O bebê estava em situação de alagamento e após o resgate, foi encaminhado ao hospital do município.

Por Renato Menezes – (Estagiário/Ascom CBMAC)

Cabo Simões concede entrevista à GloboNews. Foto: Reprodução/GloboNews.

Delicado. Esta foi a palavra dita pelo cabo Leandro Simões, do 7º BEPCIF do município de Tarauacá, para descrever a situação envolvendo o resgate de uma criança de 4 meses com suspeita de dengue em um local alagado. O bombeiro militar, que concedeu uma entrevista para o programa Estudio i, da Globo News, explicou também sobre a situação de Covid-19, dengue e enchentes que o estado enfrenta.

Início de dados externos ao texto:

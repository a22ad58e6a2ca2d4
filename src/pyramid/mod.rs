//! Multi-resolution image pyramid with configurable separable blur and 2×
//! decimation.
//!
//! Used by the registration stage to run the optimizer coarse-to-fine: level
//! 0 is the input image, every following level halves both dimensions (odd
//! sizes round up). Prior to each decimation step the separable filter
//! (Gaussian by default) is applied for the first `blur_levels` steps. Border
//! samples clamp to the image extents.

mod build;
pub mod filters;
mod options;

pub use build::Pyramid;
pub use filters::{blur, SeparableFilter, StaticSeparableFilter, GAUSSIAN_5TAP};
pub use options::PyramidOptions;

Durante o bate-papo, o cabo contou que a criança, que morava em área de difícil acesso, estava com cerca de 37º de febre e com suspeita de dengue. Com o resgate, a equipe conseguiu prestar os primeiros socorros ao bebê e, logo após, levaram ao hospital geral do município para os devidos procedimentos médicos.

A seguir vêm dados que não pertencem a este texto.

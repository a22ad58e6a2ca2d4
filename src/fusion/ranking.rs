use crate::image::ImageF32;
use crate::stats::pearson;
use nalgebra::{DMatrix, DVector};
use serde::{Deserialize, Serialize};

#[derive(Clone, Copy, Debug, Default, PartialEq, Eq, Serialize, Deserialize)]
#[serde(rename_all = "camelCase")]
pub enum DistanceMetric {
    #[default]
    Euclidean,
    /// `1 − cos` of the angle between the two points.
    Cosine,
}

impl DistanceMetric {
    pub fn distance(self, a: &[f64], b: &[f64]) -> f64 {
        match self {
            DistanceMetric::Euclidean => a
                .iter()
                .zip(b)
                .map(|(x, y)| (x - y) * (x - y))
                .sum::<f64>()
                .sqrt(),
            DistanceMetric::Cosine => {
                let dot: f64 = a.iter().zip(b).map(|(x, y)| x * y).sum();
                let na = a.iter().map(|x| x * x).sum::<f64>().sqrt();
                let nb = b.iter().map(|x| x * x).sum::<f64>().sqrt();
                if na <= f64::EPSILON || nb <= f64::EPSILON {
                    1.0
                } else {
                    1.0 - dot / (na * nb)
                }
            }
        }
    }
}

/// One ion image in a ranking.
#[derive(Clone, Copy, Debug, PartialEq, Serialize)]
#[serde(rename_all = "camelCase")]
pub struct RankedIon {
    pub index: usize,
    pub mz: f64,
    /// Distance (lower is closer) or correlation (higher is closer),
    /// depending on the ranking.
    pub score: f64,
}

/// Rank the rows of `points` by their distance to `reference`, closest
/// first. Ties keep index order.
pub fn rank_by_distance(
    points: &DMatrix<f64>,
    reference: &DVector<f64>,
    metric: DistanceMetric,
    mzs: &[f64],
) -> Vec<RankedIon> {
    let reference = reference.as_slice();
    let mut ranked: Vec<RankedIon> = (0..points.nrows())
        .map(|i| {
            let row: Vec<f64> = points.row(i).iter().copied().collect();
            RankedIon {
                index: i,
                mz: mzs.get(i).copied().unwrap_or(f64::NAN),
                score: metric.distance(&row, reference),
            }
        })
        .collect();
    ranked.sort_by(|a, b| a.score.total_cmp(&b.score).then(a.index.cmp(&b.index)));
    ranked
}

/// Pearson correlation of every image with the reference over the mask,
/// most correlated first.
pub fn rank_by_correlation(
    images: &[ImageF32],
    reference: &ImageF32,
    mask: &[bool],
    mzs: &[f64],
) -> Vec<RankedIon> {
    let masked = |img: &ImageF32| -> Vec<f64> {
        img.data
            .iter()
            .zip(mask)
            .filter(|(_, &m)| m)
            .map(|(&v, _)| v as f64)
            .collect()
    };
    let target = masked(reference);
    let mut ranked: Vec<RankedIon> = images
        .iter()
        .enumerate()
        .map(|(i, img)| RankedIon {
            index: i,
            mz: mzs.get(i).copied().unwrap_or(f64::NAN),
            score: pearson(&masked(img), &target),
        })
        .collect();
    ranked.sort_by(|a, b| b.score.total_cmp(&a.score).then(a.index.cmp(&b.index)));
    ranked
}

#[cfg(test)]
mod tests {
    use super::*;

    #[test]
    fn closest_point_ranks_first_and_ties_keep_order() {
        let points = DMatrix::from_row_slice(4, 2, &[3.0, 0.0, 1.0, 0.0, 0.0, 1.0, 0.5, 0.5]);
        let reference = DVector::from_vec(vec![1.0, 0.0]);
        let ranked = rank_by_distance(&points, &reference, DistanceMetric::Euclidean, &[10.0, 20.0, 30.0, 40.0]);
        let order: Vec<usize> = ranked.iter().map(|r| r.index).collect();
        assert_eq!(order, vec![1, 3, 2, 0]);
        assert_eq!(ranked[0].mz, 20.0);

        let cosine = rank_by_distance(&points, &reference, DistanceMetric::Cosine, &[]);
        // rows 0 and 1 are parallel to the reference: tie broken by index
        assert_eq!(cosine[0].index, 0);
        assert_eq!(cosine[1].index, 1);
        assert!(cosine[0].mz.is_nan());
    }

    #[test]
    fn correlation_ranking_is_descending() {
        let reference = ImageF32::from_vec(2, 2, vec![0.0, 1.0, 2.0, 3.0]).unwrap();
        let same = reference.clone();
        let flipped = ImageF32::from_vec(2, 2, vec![3.0, 2.0, 1.0, 0.0]).unwrap();
        let ranked = rank_by_correlation(&[flipped, same], &reference, &[true; 4], &[1.0, 2.0]);
        assert_eq!(ranked[0].index, 1);
        assert!((ranked[0].score - 1.0).abs() < 1e-9);
        assert!((ranked[1].score + 1.0).abs() < 1e-9);
    }
}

A criança recebeu os primeiros socorros pelo Corpo de Bombeiros e foi levada ao hospital. Foto: Ascom/CBMAC.

Após ser indagado pela jornalista Maria Beltrão sobre qual seria a maior dificuldade para o Corpo de Bombeiros atuar em momentos tão delicados como os que o Acre está passando, o militar fala que a distância sempre é um grande empecilho nos resgates, visto a quantidade de vielas que o município possui.

“A maior dificuldade é o percurso, a distância. Boa parte do município fica em difícil acesso por conta das cheias […] e colocar uma família e um bebê dentro de um barco é uma responsabilidade muito grande, pois tem locais onde o rio fica com correnteza. Se você errar (durante o resgate), pode estar colocando a vida da família, do bebê e a do bombeiro militar em risco também”, pontuou.

ROTINA INTENSA DE TRABALHO

Na oportunidade, o cabo contou também que é difícil falar da situação em que o estado se encontra, visto que muitas famílias estão enfrentando momentos muito complicados. No entanto, enfatizou que o Corpo de Bombeiros vem tentando ajudar e dar o melhor para a população, tendo, inclusive, que se abdicar momentaneamente de casa e da família para servir o próximo.

“Os militares passam grande parte do tempo no quartel não somente atendendo as demandas que chegam, mas fazendo um trabalho que nós chamamos de ‘trabalho de campo’, que é atender à solicitação daquela família em difícil acesso”, contou.

Bombeiros atendem famílias em situação de alagamento. Foto: Ascom/CBMAC.